There is perhaps no greater moment in life than committing to someone you love and choosing to spend the rest of your days with him or her. While that singular-sensational moment when you ask the question, “Will you marry me?” is the hilt of excitement, you’ve probably invested a lot of time thinking about it before actually asking the question.
From envisioning your future together, to daydreaming about how beautiful your bond will be – planning a life with your beloved is part of the excitement of proposing and getting married. But have you pondered the ever-important engagement ring?
Believe it or not, there should be a lot of thought invested when it comes to securing just the right ring for your partner too. That’s why we’ve done the research for you. Here are the top mistakes to avoid when shopping for an engagement ring so you can bypass any overshadowing before popping the question.
Not Knowing What Your Partner Likes
There’s nothing worse than proposing to your soul mate and seeing a hint of disappointment on his or her face when you present the engagement ring. If you think this doesn’t happen, then think again. It’s wonderful to think that marriage is all about love ever after, but partnerships are also about negotiating each other’s realities and expectations. Therefore, make sure you’re familiar with the type of engagement ring that best suits your partner before purchasing.

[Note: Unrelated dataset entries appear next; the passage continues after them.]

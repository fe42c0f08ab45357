use std::collections::BTreeMap;

use crate::models::VersionConflict;
use crate::parser::LockEntries;

pub const CONFLICT_REASON: &str = "Multiple versions in go.sum";

/// Find modules resolved at more than one version.
///
/// Versions are sorted as plain strings, so `v2.10.0` sorts before `v2.9.0`.
/// The greatest string is the "current" version and every other version is
/// paired against it: `n` versions yield `n - 1` conflicts.
pub fn find_conflicts(entries: &LockEntries) -> Vec<VersionConflict> {
    let mut versions_by_module: BTreeMap<&str, Vec<&str>> = BTreeMap::new();
    for entry in entries.values() {
        versions_by_module
            .entry(entry.module_path.as_str())
            .or_default()
            .push(entry.version.as_str());
    }

    let mut conflicts = Vec::new();
    for (module_path, mut versions) in versions_by_module {
        if versions.len() < 2 {
            continue;
        }
        versions.sort_unstable();

        let Some((current, older)) = versions.split_last() else {
            continue;
        };
        for conflict_version in older {
            conflicts.push(VersionConflict {
                module_path: module_path.to_string(),
                current_version: current.to_string(),
                conflict_version: conflict_version.to_string(),
                reason: CONFLICT_REASON.to_string(),
            });
        }
    }

    conflicts
}
use std::path::PathBuf;

use thiserror::Error;

/// Failures while reading the project's `go.mod` / `go.sum`.
///
/// Any of these aborts the run before a single analysis pass executes.
#[derive(Debug, Error)]
pub enum LoadError {
    #[error("go.mod file not found in {}", .0.display())]
    MissingManifest(PathBuf),

    #[error("failed to read {}: {source}", path.display())]
    Read {
        path: PathBuf,
        #[source]
        source: std::io::Error,
    },

    #[error("{}:{line}: {message}", path.display())]
    Parse {
        path: PathBuf,
        line: usize,
        message: String,
    },
}

impl LoadError {
    pub(crate) fn read(path: impl Into<PathBuf>, source: std::io::Error) -> Self {
        LoadError::Read {
            path: path.into(),
            source,
        }
    }

    pub(crate) fn parse(path: impl Into<PathBuf>, line: usize, message: impl Into<String>) -> Self {
        LoadError::Parse {
            path: path.into(),
            line,
            message: message.into(),
        }
    }
}
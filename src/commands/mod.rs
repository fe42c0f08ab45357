//! One module per subcommand. Each loads the project, runs the analysis
//! passes it needs exactly once, renders, and reports an [`Outcome`].

use std::fmt::Display;
use std::path::{Path, PathBuf};

use anyhow::Result;
use chrono::{DateTime, Utc};
use colored::Colorize;

use crate::cli::{Cli, Command, ReportFormat};
use crate::config::{load_config, Config};
use crate::graph::analysis::{AnalysisPlan, Analyzers};
use crate::graph::EnhancedDependencyGraph;
use crate::project::{resolve_path, Project};
use crate::report::{self, DocumentFormat};

pub mod analyze;
pub mod doctor;
pub mod generate;
pub mod licenses;
pub mod security;

/// How the process should exit after a command completed without error.
#[derive(Debug, Clone, Copy, PartialEq, Eq)]
pub enum Outcome {
    Success,
    /// The command ran, but its findings should fail the build.
    Failure,
}

/// Settings shared by every command for one invocation.
#[derive(Debug, Clone)]
pub struct Context {
    pub config_override: Option<PathBuf>,
    pub quiet: bool,
    /// Terminal color is enabled for this run (no `--no-color`).
    pub color: bool,
    /// Reference time for release ages and report timestamps.
    pub now: DateTime<Utc>,
}

impl Context {
    pub fn from_cli(cli: &Cli) -> Self {
        Self {
            config_override: cli.config.clone(),
            quiet: cli.quiet,
            color: !cli.no_color,
            now: Utc::now(),
        }
    }

    /// Progress line on stderr, unless `--quiet`.
    pub fn status(&self, message: impl Display) {
        if !self.quiet {
            eprintln!("  {} {}", "→".cyan(), message);
        }
    }

    /// Render a text report. Text bound for a file carries no ANSI escapes;
    /// terminal color is restored once it is rendered.
    pub fn render_text(
        &self,
        output: Option<&Path>,
        render: impl FnOnce() -> Result<String>,
    ) -> Result<String> {
        if output.is_none() {
            return render();
        }
        colored::control::set_override(false);
        let text = render();
        if self.color {
            colored::control::unset_override();
        }
        text
    }

    /// Write rendered output and report where it went.
    pub fn write(&self, content: &str, output: Option<&Path>, what: &str) -> Result<()> {
        if report::emit(content, output)? {
            if let Some(path) = output {
                self.status(format!("{} written to {}", what, path.display()));
            }
        }
        Ok(())
    }
}

/// A loaded and analyzed project.
pub struct Session {
    pub project_path: PathBuf,
    pub config: Config,
    pub graph: EnhancedDependencyGraph,
}

/// Load config and project inputs, build the graph and run `plan` over it.
pub fn open(path: &Path, ctx: &Context, banner: &str, plan: AnalysisPlan) -> Result<Session> {
    let project_path = resolve_path(path);
    let config = load_config(&project_path, ctx.config_override.as_deref())?;

    ctx.status(format!("{} {}", banner, project_path.display()));
    let project = Project::load(&project_path)?;
    let graph = plan.apply(project.into_graph(), &Analyzers::from_config(&config), ctx.now);

    Ok(Session {
        project_path,
        config,
        graph,
    })
}

/// Document format for a report, or `None` for the text report.
pub(crate) fn document_format(format: ReportFormat) -> Option<DocumentFormat> {
    match format {
        ReportFormat::Json => Some(DocumentFormat::Json),
        ReportFormat::Yaml => Some(DocumentFormat::Yaml),
        ReportFormat::Text => None,
    }
}

pub fn run(cli: &Cli) -> Result<Outcome> {
    let ctx = Context::from_cli(cli);
    match &cli.command {
        Command::Generate(args) => generate::run(args, &ctx),
        Command::Analyze(args) => analyze::run(args, &ctx),
        Command::Doctor(args) => doctor::run(args, &ctx),
        Command::Licenses(args) => licenses::run(args, &ctx),
        Command::Security(args) => security::run(args, &ctx),
    }
}


#[cfg(test)]
mod tests {
    use super::testutil::{ctx, project};
    use super::*;
    use tempfile::TempDir;

    #[test]
    fn test_open_runs_plan() {
        let dir = project();
        let session = open(dir.path(), &ctx(), "Parsing", AnalysisPlan::full()).unwrap();
        assert_eq!(session.graph.module_name(), "example.com/service");
        assert_eq!(session.graph.conflicts.len(), 1);
        assert_eq!(session.graph.security_issues.len(), 1);
        assert!(session.project_path.is_absolute());
    }

    #[test]
    fn test_open_without_go_mod() {
        let dir = TempDir::new().unwrap();
        let err = open(dir.path(), &ctx(), "Parsing", AnalysisPlan::full())
            .err()
            .unwrap();
        assert!(err.to_string().contains("go.mod file not found"));
    }

    #[test]
    fn test_document_format() {
        assert_eq!(document_format(ReportFormat::Json), Some(DocumentFormat::Json));
        assert_eq!(document_format(ReportFormat::Yaml), Some(DocumentFormat::Yaml));
        assert_eq!(document_format(ReportFormat::Text), None);
    }

    #[test]
    fn test_text_for_file_is_plain() {
        let dir = TempDir::new().unwrap();
        let path = dir.path().join("report.txt");
        let text = ctx()
            .render_text(Some(&path), || Ok(format!("{}", "FAILED".red().bold())))
            .unwrap();
        assert_eq!(text, "FAILED");
    }

    #[test]
    fn test_open_uses_project_config() {
        let dir = project();
        std::fs::create_dir(dir.path().join(".modviz")).unwrap();
        std::fs::write(
            dir.path().join(".modviz").join("config.toml"),
            "[licenses.known]\n\"github.com/gin-gonic/gin\" = \"MIT\"\n",
        )
        .unwrap();

        let session = open(dir.path(), &ctx(), "Parsing", AnalysisPlan::licenses_only()).unwrap();
        assert_eq!(session.graph.licenses_summary["MIT"], 2);
    }
}
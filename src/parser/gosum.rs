use std::io::ErrorKind;
use std::path::Path;

use tracing::{debug, trace};

use super::{LockEntries, LockEntry, LockLoader};
use crate::error::LoadError;

/// Loader for `go.sum` files.
#[derive(Debug, Default)]
pub struct GoSumLoader;

impl GoSumLoader {
    pub fn new() -> Self {
        Self
    }
}

impl LockLoader for GoSumLoader {
    fn load_lock(&self, path: &Path) -> Result<LockEntries, LoadError> {
        let content = match std::fs::read_to_string(path) {
            Ok(content) => content,
            Err(e) if e.kind() == ErrorKind::NotFound => {
                debug!(path = %path.display(), "no go.sum, continuing without lock entries");
                return Ok(LockEntries::new());
            }
            Err(e) => return Err(LoadError::read(path, e)),
        };

        let entries = parse_go_sum(&content);
        debug!(entries = entries.len(), "parsed go.sum");
        Ok(entries)
    }
}

/// Parse `go.sum` content.
///
/// Each line is `<module> <version>[/go.mod] <hash>`. The `/go.mod` lines only
/// checksum the module's manifest and are skipped, as are lines with fewer
/// than three fields.
pub fn parse_go_sum(content: &str) -> LockEntries {
    let mut entries = LockEntries::new();

    for line in content.lines() {
        let parts: Vec<&str> = line.split_whitespace().collect();
        let [module_path, version, hash, ..] = parts.as_slice() else {
            if !parts.is_empty() {
                trace!(line, "skipping short go.sum line");
            }
            continue;
        };

        if version.ends_with("/go.mod") {
            continue;
        }

        let entry = LockEntry {
            module_path: module_path.to_string(),
            version: version.to_string(),
            hash: hash.to_string(),
        };
        entries.insert(entry.key(), entry);
    }

    entries
}

#[cfg(test)]
mod tests {
    use super::*;
    use std::io::Write;
    use tempfile::{NamedTempFile, TempDir};

    const SAMPLE: &str = "\
github.com/spf13/cobra v1.8.0 h1:7aJaZx1B85qltLMc546zn58BxxfZdR/W22ej9CFoEf0=
github.com/spf13/cobra v1.8.0/go.mod h1:WXLWApfZ71AjXPya3WOlMsY9yMs7YeiHhFVlvLyhcho=
golang.org/x/mod v0.14.0 h1:dGoOF9QVLYng8IHTm7BAyWqCqSheQ5pYWGhzW00YJr0=
golang.org/x/mod v0.12.0 h1:rmsUpXtvNzj340zd98LZ4KntptpfRHwpFOHG188oHXc=

truncated-line v1.0.0
";

    #[test]
    fn test_parse_skips_go_mod_and_short_lines() {
        let entries = parse_go_sum(SAMPLE);
        assert_eq!(entries.len(), 3);

        let cobra = &entries["github.com/spf13/cobra@v1.8.0"];
        assert_eq!(cobra.hash, "h1:7aJaZx1B85qltLMc546zn58BxxfZdR/W22ej9CFoEf0=");
        assert!(entries.contains_key("golang.org/x/mod@v0.12.0"));
        assert!(entries.contains_key("golang.org/x/mod@v0.14.0"));
    }

    #[test]
    fn test_load_from_file() {
        let mut f = NamedTempFile::new().unwrap();
        write!(f, "{}", SAMPLE).unwrap();
        let entries = GoSumLoader::new().load_lock(f.path()).unwrap();
        assert_eq!(entries.len(), 3);
    }

    #[test]
    fn test_missing_file_is_empty() {
        let dir = TempDir::new().unwrap();
        let entries = GoSumLoader::new()
            .load_lock(&dir.path().join("go.sum"))
            .unwrap();
        assert!(entries.is_empty());
    }

    #[test]
    fn test_unreadable_existing_path_is_error() {
        // A directory exists but cannot be read as a file.
        let dir = TempDir::new().unwrap();
        let err = GoSumLoader::new().load_lock(dir.path()).unwrap_err();
        assert!(matches!(err, LoadError::Read { .. }));
    }
}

If you want to keep your proposal a surprise, then ask friends and family what type of ring is perfect for your beloved. For instance, you may discover that radiant cut engagement rings are your partner’s favorite style. In addition to identifying what cut and style, be sure to get clear on the preferred materials, like white gold, platinum, etc. All of these might sound like a lot of details to consider, but getting the ring right is the first step towards keeping your partner happy for the rest of your lives together.

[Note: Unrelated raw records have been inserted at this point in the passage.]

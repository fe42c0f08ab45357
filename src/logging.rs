//! Logging initialization.
//!
//! Logs go to stderr so that JSON and YAML documents written to stdout stay
//! parseable.

use anyhow::Result;
use tracing::Level;
use tracing_subscriber::{fmt, prelude::*, EnvFilter};

/// Install the global tracing subscriber.
///
/// * `verbosity` - 0 = WARN, 1 = DEBUG, 2+ = TRACE
/// * `json` - emit one JSON object per line instead of human-readable text
///
/// `RUST_LOG` is honored; the verbosity flag raises the level for this crate.
pub fn init(verbosity: u8, json: bool) -> Result<()> {
    let level = match verbosity {
        0 => Level::WARN,
        1 => Level::DEBUG,
        _ => Level::TRACE,
    };

    let filter = EnvFilter::try_from_default_env()
        .unwrap_or_else(|_| EnvFilter::new("warn"))
        .add_directive(format!("modviz={level}").parse()?);

    let subscriber = tracing_subscriber::registry().with(filter);

    if json {
        subscriber
            .with(
                fmt::layer()
                    .json()
                    .with_current_span(true)
                    .with_span_list(false)
                    .with_writer(std::io::stderr),
            )
            .try_init()?;
    } else {
        subscriber
            .with(fmt::layer().with_target(false).with_writer(std::io::stderr))
            .try_init()?;
    }

    Ok(())
}
use std::collections::{BTreeMap, HashSet};

use chrono::{DateTime, Utc};
use serde::Serialize;
use tracing::{debug, info};

use super::conflicts::find_conflicts;
use super::dependency::{DependencyGraph, Node};
use crate::health::ReleaseOracle;
use crate::license::LicenseLookup;
use crate::models::{SecurityIssue, VersionConflict};
use crate::parser::{lock_key, LockEntries, LockEntry};
use crate::security::{scan_node, AdvisoryLookup};

/// A node plus everything the passes learn about it.
#[derive(Debug, Clone, Serialize)]
pub struct EnhancedNode {
    #[serde(flatten)]
    pub node: Node,
    /// `go.sum` hash for exactly this `name@version`, if recorded.
    pub hash: Option<String>,
    pub conflicts: Vec<VersionConflict>,
    pub security_issues: Vec<SecurityIssue>,
    /// Set by the license pass; `"Unknown"` when nothing matched.
    pub license: Option<String>,
    pub last_update: Option<DateTime<Utc>>,
    pub is_outdated: bool,
    pub update_available: Option<String>,
}

impl EnhancedNode {
    fn new(node: Node, hash: Option<String>) -> Self {
        Self {
            node,
            hash,
            conflicts: Vec::new(),
            security_issues: Vec::new(),
            license: None,
            last_update: None,
            is_outdated: false,
            update_available: None,
        }
    }

    pub fn name(&self) -> &str {
        &self.node.name
    }

    pub fn version(&self) -> &str {
        &self.node.version
    }

    pub fn is_direct(&self) -> bool {
        self.node.direct
    }

    pub fn license_or_unknown(&self) -> &str {
        match self.license.as_deref() {
            Some(l) if !l.is_empty() => l,
            _ => "Unknown",
        }
    }
}

/// The base graph merged with `go.sum`, plus analysis results.
///
/// `enhanced_nodes` covers every node except the root.
#[derive(Debug, Clone)]
pub struct EnhancedDependencyGraph {
    pub graph: DependencyGraph,
    pub enhanced_nodes: BTreeMap<String, EnhancedNode>,
    pub lock_entries: LockEntries,
    pub conflicts: Vec<VersionConflict>,
    pub security_issues: Vec<SecurityIssue>,
    pub licenses_summary: BTreeMap<String, usize>,
}

impl EnhancedDependencyGraph {
    /// Merge lock entries into the base graph.
    ///
    /// Declared requirements pick up the hash recorded for their exact
    /// version. Modules that only appear in `go.sum` are added as indirect
    /// nodes, one per module path even when several versions are recorded.
    pub fn build(mut graph: DependencyGraph, lock_entries: LockEntries) -> Self {
        let mut enhanced_nodes = BTreeMap::new();

        for (name, node) in &graph.all_nodes {
            if graph.is_root(name) {
                continue;
            }
            let hash = lock_entries
                .get(&lock_key(name, &node.version))
                .map(|e| e.hash.clone());
            enhanced_nodes.insert(name.clone(), EnhancedNode::new(node.clone(), hash));
        }

        let direct: Vec<&str> = graph.root.children.iter().map(String::as_str).collect();
        let mut added = 0usize;

        for entry in transitive_entries(&lock_entries, &direct) {
            if graph.is_root(&entry.module_path) || enhanced_nodes.contains_key(&entry.module_path) {
                continue;
            }
            let node = Node::new(&entry.module_path, &entry.version, false);
            graph.all_nodes.insert(node.name.clone(), node.clone());
            enhanced_nodes.insert(
                node.name.clone(),
                EnhancedNode::new(node, Some(entry.hash.clone())),
            );
            added += 1;
        }

        info!(
            nodes = graph.all_nodes.len(),
            lock_entries = lock_entries.len(),
            transitive_added = added,
            "built enhanced dependency graph"
        );

        Self {
            graph,
            enhanced_nodes,
            lock_entries,
            conflicts: Vec::new(),
            security_issues: Vec::new(),
            licenses_summary: BTreeMap::new(),
        }
    }

    pub fn module_name(&self) -> &str {
        &self.graph.module_name
    }

    /// Record every version conflict on the graph and on the affected node.
    pub fn detect_version_conflicts(&mut self) {
        for conflict in find_conflicts(&self.lock_entries) {
            if let Some(node) = self.enhanced_nodes.get_mut(&conflict.module_path) {
                node.conflicts.push(conflict.clone());
            }
            self.conflicts.push(conflict);
        }
        debug!(conflicts = self.conflicts.len(), "version conflict detection done");
    }

    /// Assign a license to every node and count them in `licenses_summary`.
    ///
    /// Counts are added to whatever the summary already holds: running this
    /// twice on one graph doubles every count.
    pub fn analyze_licenses(&mut self, lookup: &dyn LicenseLookup) {
        for (name, node) in self.enhanced_nodes.iter_mut() {
            let license = lookup.license_for(name);
            *self.licenses_summary.entry(license.clone()).or_insert(0) += 1;
            node.license = Some(license);
        }
        debug!(
            unique_licenses = self.licenses_summary.len(),
            "license classification done"
        );
    }

    /// Run the security rules over every node. Issues are recorded on the
    /// node and appended to the graph-wide list.
    pub fn check_security(&mut self, advisories: &dyn AdvisoryLookup) {
        for (name, node) in self.enhanced_nodes.iter_mut() {
            let issues = scan_node(name, &node.node.version, advisories);
            self.security_issues.extend(issues.iter().cloned());
            node.security_issues.extend(issues);
        }
        debug!(issues = self.security_issues.len(), "security scan done");
    }

    /// Fill in release date and staleness for every node.
    pub fn assess_health(&mut self, oracle: &dyn ReleaseOracle, now: DateTime<Utc>) {
        for (name, node) in self.enhanced_nodes.iter_mut() {
            let release = oracle.release_info(name, &node.node.version, now);
            node.last_update = Some(release.last_update);
            node.is_outdated = release.is_outdated;
            node.update_available = release.update_available;
        }
    }
}

/// Lock entries for modules not declared as direct requirements, one per
/// module path. The first entry seen for a path wins; entries are visited in
/// key order.
pub fn transitive_entries<'a>(entries: &'a LockEntries, direct: &[&str]) -> Vec<&'a LockEntry> {
    let direct: HashSet<&str> = direct.iter().copied().collect();
    let mut seen: HashSet<&str> = HashSet::new();

    entries
        .values()
        .filter(|e| !direct.contains(e.module_path.as_str()))
        .filter(|e| seen.insert(e.module_path.as_str()))
        .collect()
}
use std::path::{Path, PathBuf};

use tracing::info;

use crate::error::LoadError;
use crate::graph::{DependencyGraph, EnhancedDependencyGraph};
use crate::parser::gosum::GoSumLoader;
use crate::parser::modfile::GoModLoader;
use crate::parser::{LockEntries, LockLoader, ManifestLoader, ModFile};

pub const MANIFEST_FILE: &str = "go.mod";
pub const LOCK_FILE: &str = "go.sum";

/// A Go module directory with its inputs loaded.
#[derive(Debug)]
pub struct Project {
    pub path: PathBuf,
    pub modfile: ModFile,
    pub lock_entries: LockEntries,
}

impl Project {
    /// Load `go.mod` and `go.sum` from `path` with the standard loaders.
    pub fn load(path: &Path) -> Result<Self, LoadError> {
        Self::load_with(path, &GoModLoader::new(), &GoSumLoader::new())
    }

    pub fn load_with(
        path: &Path,
        manifests: &dyn ManifestLoader,
        locks: &dyn LockLoader,
    ) -> Result<Self, LoadError> {
        let path = resolve_path(path);
        let manifest = path.join(MANIFEST_FILE);
        if !manifest.is_file() {
            return Err(LoadError::MissingManifest(path));
        }

        let modfile = manifests.load_manifest(&manifest)?;
        let lock_entries = locks.load_lock(&path.join(LOCK_FILE))?;
        info!(
            module = %modfile.module_path,
            requires = modfile.requires.len(),
            lock_entries = lock_entries.len(),
            "loaded project"
        );

        Ok(Self {
            path,
            modfile,
            lock_entries,
        })
    }

    /// Base graph merged with the lock entries; no analysis pass has run yet.
    pub fn into_graph(self) -> EnhancedDependencyGraph {
        let base = DependencyGraph::from_modfile(&self.modfile);
        EnhancedDependencyGraph::build(base, self.lock_entries)
    }
}

/// Absolute form of `path`; falls back to the path as given when it cannot
/// be canonicalized.
pub fn resolve_path(path: &Path) -> PathBuf {
    path.canonicalize().unwrap_or_else(|_| path.to_path_buf())
}

#[cfg(test)]
mod tests {
    use super::*;
    use std::fs;
    use tempfile::TempDir;

    const GO_MOD: &str = "module example.com/app\n\ngo 1.21\n\nrequire (\n\tgithub.com/spf13/cobra v1.8.0\n\tgithub.com/spf13/pflag v1.0.5 // indirect\n)\n";

    #[test]
    fn test_missing_manifest() {
        let dir = TempDir::new().unwrap();
        let err = Project::load(dir.path()).unwrap_err();
        assert!(matches!(err, LoadError::MissingManifest(_)));
        assert!(err.to_string().starts_with("go.mod file not found in"));
    }

    #[test]
    fn test_load_without_lock_file() {
        let dir = TempDir::new().unwrap();
        fs::write(dir.path().join("go.mod"), GO_MOD).unwrap();

        let project = Project::load(dir.path()).unwrap();
        assert!(project.path.is_absolute());
        assert_eq!(project.modfile.module_path, "example.com/app");
        assert!(project.lock_entries.is_empty());

        let graph = project.into_graph();
        assert_eq!(graph.graph.all_nodes.len(), 3);
    }

    #[test]
    fn test_load_with_lock_file() {
        let dir = TempDir::new().unwrap();
        fs::write(dir.path().join("go.mod"), GO_MOD).unwrap();
        fs::write(
            dir.path().join("go.sum"),
            "github.com/spf13/cobra v1.8.0 h1:abc=\n\
             github.com/spf13/cobra v1.8.0/go.mod h1:def=\n\
             github.com/inconshreveable/mousetrap v1.1.0 h1:ghi=\n",
        )
        .unwrap();

        let graph = Project::load(dir.path()).unwrap().into_graph();
        assert_eq!(graph.lock_entries.len(), 2);
        assert_eq!(graph.graph.all_nodes.len(), 4);
        assert_eq!(
            graph.enhanced_nodes["github.com/spf13/cobra"].hash.as_deref(),
            Some("h1:abc=")
        );
        assert!(!graph.enhanced_nodes["github.com/inconshreveable/mousetrap"].is_direct());
    }

    #[test]
    fn test_unreadable_lock_file_is_fatal() {
        let dir = TempDir::new().unwrap();
        fs::write(dir.path().join("go.mod"), GO_MOD).unwrap();
        fs::create_dir(dir.path().join("go.sum")).unwrap();

        let err = Project::load(dir.path()).unwrap_err();
        assert!(matches!(err, LoadError::Read { .. }));
    }

    #[test]
    fn test_bad_manifest_is_parse_error() {
        let dir = TempDir::new().unwrap();
        fs::write(dir.path().join("go.mod"), "module example.com/app\nrequire (\n").unwrap();
        let err = Project::load(dir.path()).unwrap_err();
        assert!(matches!(err, LoadError::Parse { .. }));
    }
}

Not Inspecting the Ring Before Purchasing
Making big-ticket purchases online is a relatively common thing today. From cars to houses – you might be surprised how many life-changing purchases are made on the internet, sight unseen. The convenience of buying that lovely radiant cut ring might be tempting, but do yourself a favor and see it before pressing the “buy now” button on the website. The reason being is you need confirmation of the quality of the ring in-person.
Nothing can replace seeing what could be the most important piece of jewelry you might ever buy than seeing it with your own two eyes. Take this a step further and ask to see the jeweler’s loupe so you can thoroughly inspect the ring for potential flaws, and/or confirm that it will meet your partner’s satisfaction.

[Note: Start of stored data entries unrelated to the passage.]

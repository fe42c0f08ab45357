//! Heuristic security checks.
//!
//! There is no vulnerability database behind this: [`KnownAdvisories`] is a
//! small fixed table served through the [`AdvisoryLookup`] trait, and
//! [`heuristics`] flags suspicious version strings and module paths.

use crate::models::{SecurityIssue, Severity};

pub mod heuristics;

/// Source of advisories for a specific module version.
pub trait AdvisoryLookup {
    fn advisories_for(&self, module_path: &str, version: &str) -> Vec<SecurityIssue>;
}

struct Advisory {
    module_path: &'static str,
    /// The advisory applies when the version contains any of these.
    affected_markers: &'static [&'static str],
    id: &'static str,
    severity: Severity,
    description: &'static str,
    fixed_in: &'static str,
}

const ADVISORIES: &[Advisory] = &[
    Advisory {
        module_path: "github.com/gin-gonic/gin",
        affected_markers: &["v1.8", "v1.7", "v1.4"],
        id: "GHSA-example",
        severity: Severity::Medium,
        description: "Check for latest version with security fixes",
        fixed_in: "v1.9.1+",
    },
    Advisory {
        module_path: "github.com/gorilla/websocket",
        affected_markers: &["v1.8", "v1.7", "v1.4"],
        id: "CVE-2023-example",
        severity: Severity::High,
        description: "WebSocket vulnerability in older versions",
        fixed_in: "v1.5.0+",
    },
];

/// The built-in advisory table.
pub struct KnownAdvisories {
    advisories: &'static [Advisory],
}

impl KnownAdvisories {
    pub fn builtin() -> Self {
        Self {
            advisories: ADVISORIES,
        }
    }
}

impl AdvisoryLookup for KnownAdvisories {
    fn advisories_for(&self, module_path: &str, version: &str) -> Vec<SecurityIssue> {
        self.advisories
            .iter()
            .filter(|a| a.module_path == module_path)
            .filter(|a| a.affected_markers.iter().any(|m| version.contains(m)))
            .map(|a| SecurityIssue {
                id: a.id.to_string(),
                severity: a.severity,
                description: a.description.to_string(),
                fixed_in: a.fixed_in.to_string(),
            })
            .collect()
    }
}

/// Every issue raised for one node: advisories first, then the heuristics.
/// Rules are independent and their results accumulate.
pub fn scan_node(module_path: &str, version: &str, advisories: &dyn AdvisoryLookup) -> Vec<SecurityIssue> {
    let mut issues = advisories.advisories_for(module_path, version);
    issues.extend(heuristics::check_version(version));
    issues.extend(heuristics::check_module_path(module_path));
    issues.extend(heuristics::check_missing_version(version));
    issues
}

Not Getting a Second (or Third, or Fourth) Opinion
According to an online engagement ring survey, 30% of rings are purchased at the first jewelry store shopped. While it’s great to have this big decision behind you, it pays to get more opinions. For example, you may be able to find an identical ring with a better warranty than the first store at which you shopped. You might also discover that the ideal engagement ring at a second store is ethically sourced, whereas the first store might have questionable practices in obtaining their diamonds.
Shopping around isn’t always about getting a better price (although that is certainly a valid reason for researching other shops and options). It’s about making sure you’re purchasing the right ring that should last your entire marriage.
What’s more, shopping around can help educate you as to the perfect ring for both you and your partner. Resist the urge to fall in love with the first engagement ring you see, or buy the first one simply to “get it over with.” Instead, devote as much thought and research into purchasing a ring as you have in thinking about asking your beloved’s hand in marriage.
The Last Word on Purchasing an Engagement Ring
In truth, choosing an engagement ring shouldn’t overwhelm you to the point that it sucks all the joy out of proposing to the person you love. However, the more thought and research you devote into getting the perfect ring, the better prepared you are to be satisfied – not to mention utterly swoop your partner off his or her feet when you present that beautiful ring and ask the big question.